Josh Goodman is a former staff writer for GOVERNING..E-mail: email@example.com
The New York Senate has been stymied for weeks because of two major problems. One is that the Senate is deadlocked between 31 senators who support the Democratic leadership and 31 who support the Republicans. That wouldn't be a problem, except that the state currently has no lieutenant governor to break the tie.
Gov. David Paterson's solution? He's going to appoint a new lieutenant governor this evening, even though Attorney General Andrew Cuomo says that move is unconstitutional. The New York Times has the news:
ALBANY -- Gov. David A. Paterson will name a lieutenant governor in a televised speech he has scheduled for late Wednesday afternoon, according to a person close to the governor.
It remains unclear, however, whom he will pick.
The office of lieutenant governor has been vacant since Eliot Spitzer resigned last March. The lack of a lieutenant governor -- who casts tie-breaking votes in the Senate -- has become a particularly pressing issue amid a nearly five-week old stalemate in the State Senate that has halted business in the chamber. The Senate has been deadlocked since Pedro Espada Jr., a Bronx Democrat, sided with the Senate's 30 Republicans, dividing the 62-member chamber.
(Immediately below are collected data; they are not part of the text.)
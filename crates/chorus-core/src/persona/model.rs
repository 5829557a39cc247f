//! Persona domain model.
//!
//! Represents AI personas that participate in conversations with users.
//! A persona is an immutable identity: it is created once when the registry is
//! loaded and never mutated during a session.

use serde::{Deserialize, Serialize};

/// A persona representing an AI agent with its own behavioral instructions.
#[derive(Deserialize, Serialize, Debug, Clone, PartialEq, Eq)]
pub struct Persona {
    /// Unique identifier (e.g. `ai-assistant`)
    pub id: String,
    /// Display name, also used as the mention token (`@name`, case-insensitive)
    pub name: String,
    /// Avatar glyph (presentation only)
    pub avatar: String,
    /// Display color as a hex string (presentation only)
    pub color: String,
    /// Opaque model identifier passed to the completion provider
    pub model: String,
    /// Persona-specific behavioral prompt
    pub system_prompt: String,
}

impl Persona {
    /// Returns the first line of the system prompt.
    ///
    /// Used as a one-line summary when asking the decision model who should respond.
    pub fn instructions_summary(&self) -> &str {
        self.system_prompt.lines().next().unwrap_or("").trim()
    }

    /// Lowercased mention token for this persona, including the `@` prefix.
    pub fn mention_token(&self) -> String {
        format!("@{}", self.name.to_lowercase())
    }

    /// Case-insensitive comparison against a display name.
    pub fn has_name(&self, name: &str) -> bool {
        self.name.to_lowercase() == name.trim().to_lowercase()
    }
}

#[cfg(test)]
mod tests {
    use super::*;

    fn persona(name: &str, prompt: &str) -> Persona {
        Persona {
            id: format!("ai-{name}"),
            name: name.to_string(),
            avatar: "🤖".to_string(),
            color: "#000000".to_string(),
            model: "test-model".to_string(),
            system_prompt: prompt.to_string(),
        }
    }

    #[test]
    fn test_instructions_summary_uses_first_line() {
        let p = persona("assistant", "You are helpful.\n\nMore rules here");
        assert_eq!(p.instructions_summary(), "You are helpful.");
    }

    #[test]
    fn test_instructions_summary_empty_prompt() {
        let p = persona("assistant", "");
        assert_eq!(p.instructions_summary(), "");
    }

    #[test]
    fn test_has_name_ignores_case() {
        let p = persona("Analyst", "x");
        assert!(p.has_name("analyst"));
        assert!(p.has_name(" ANALYST "));
        assert!(!p.has_name("critic"));
        assert_eq!(p.mention_token(), "@analyst");
    }
}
Though any choice seems likely to prompt a legal battle, the big question now is who he will pick. Caroline Kennedy anyone?
Update: He's going to name Richard Ravitch, a former head of the Metropolitan Transportation Authority. Elizabeth Benjamin of the New York Daily News has helpful details:
Ravitch makes a lot of sense as a so-called "caretaker" LG.
He was born in 1933, and is unlikely to have a problem with not being able to run for the office he will hold through the end of 2010. The last time Ravitch ran for anything was in 1989 when he lost a Democratic mayoral primary to David Dinkins.
Ravitch is the ultimate elder statesman. He has worked for a president (Lyndon Johnson), a governor (Hugh Carey), and is credited with rescuing the mass transit system in the 1980s.